Ironically, it was once I gave up my ego’s need for the millions that my business did two consecutive 7-figure years. The person I became was an energetic match for that level of success. These are the laws of the universe. I know the same principle applies to creative work or anything else you want to materialise in your reality.
A few days later, I drove up to Ubud to have an in-person coaching session and hang out with my incredible friend, and notorious figure, Dane Tomas lol. Wizard, ISTA facilitator, Master of the Tantric Arts, Writer, Author, Marketer, Entrepreneur, coach, music producer, and rapper are all words to describe this legend of a human.
We went through an integration process to bring my Artist and Entrepreneur archetypes together. Then he gave me really practical advice – “start a blog!”
Share the journey of your writing process. This is so on brand for you. You’ve always shared what you were doing, what was working, your epiphanies and breakthroughs as you’ve had them… you’re just shifting the vehicle from business to creativity, but the through line is still the same. Start a Substack where you document how many words you’re getting down every day, the emotions and resistance that come up, how you work through it, etc.
Doing this will get people emotionally bought into the outcome and the journey. People want to see you pull it off. When you eventually launch this book, people are going to be so excited about it because they were there every step of the way while you were working through it.

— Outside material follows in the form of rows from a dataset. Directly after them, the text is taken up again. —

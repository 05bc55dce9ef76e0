//! Narrow interfaces to the engine's external collaborators.
//!
//! Every call is best-effort: the engine logs a [`CollaboratorError`] and
//! finishes its own transition regardless.

use tracing::info;

use crate::error::CollaboratorError;
use crate::session::{SessionType, UsageSummary};

/// Foreground-application usage poller.
pub trait UsageTracker: Send + Sync {
    fn start_tracking(&self, interval_secs: u64) -> Result<(), CollaboratorError>;
    fn stop_tracking(&self) -> Result<UsageSummary, CollaboratorError>;
    fn is_tracking(&self) -> bool;
}

/// Gamification and hyperfocus detection.
pub trait RewardSink: Send + Sync {
    fn award_points(&self, amount: u32, reason: &str) -> Result<(), CollaboratorError>;
    /// Returns `true` when prolonged continuous focus was detected.
    fn check_hyperfocus(&self) -> Result<bool, CollaboratorError>;
}

pub trait Notifier: Send + Sync {
    fn notify_start(&self, session_type: SessionType) -> Result<(), CollaboratorError>;
    fn notify_complete(&self, session_type: SessionType) -> Result<(), CollaboratorError>;
}

#[derive(Debug, Default, Clone, Copy)]
pub struct NoopTracker;

impl UsageTracker for NoopTracker {
    fn start_tracking(&self, _interval_secs: u64) -> Result<(), CollaboratorError> {
        Ok(())
    }

    fn stop_tracking(&self) -> Result<UsageSummary, CollaboratorError> {
        Ok(UsageSummary::default())
    }

    fn is_tracking(&self) -> bool {
        false
    }
}

#[derive(Debug, Default, Clone, Copy)]
pub struct NoopRewards;

impl RewardSink for NoopRewards {
    fn award_points(&self, _amount: u32, _reason: &str) -> Result<(), CollaboratorError> {
        Ok(())
    }

    fn check_hyperfocus(&self) -> Result<bool, CollaboratorError> {
        Ok(false)
    }
}

/// Emits notifications as tracing events.
#[derive(Debug, Default, Clone, Copy)]
pub struct LogNotifier;

impl Notifier for LogNotifier {
    fn notify_start(&self, session_type: SessionType) -> Result<(), CollaboratorError> {
        info!(session = session_type.label(), "session started");
        Ok(())
    }

    fn notify_complete(&self, session_type: SessionType) -> Result<(), CollaboratorError> {
        info!(session = session_type.label(), "session complete");
        Ok(())
    }
}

The blog itself acts as marketing material, especially if you share snippets of your writing and excerpts from the book.
It creates a positive feedback loop where the behaviour of showing up to write gets positively reinforced on a much shorter timeline, so you’re motivated to keep going.
It creates public accountability. You’re more likely to follow through once you’ve made the public declaration and stay committed to the process. You won’t just drop off.
Creating content in this way helps move your brand in this new direction in a natural and authentic way. From there, financial opportunities will inevitably arise.
The sooner you start moving in this direction, the more alignment you’ll feel and the sooner everything falls into place.
TLDR: They say we teach what we come here to learn. I’m going to dedicate this next chapter to finishing the memoir/narrative non fiction that I wrote in 2021, documenting everything I learn about the creative process as I move through it. I believe that the undertaking of this process will lay down the foundations for my legacy (10th House) work.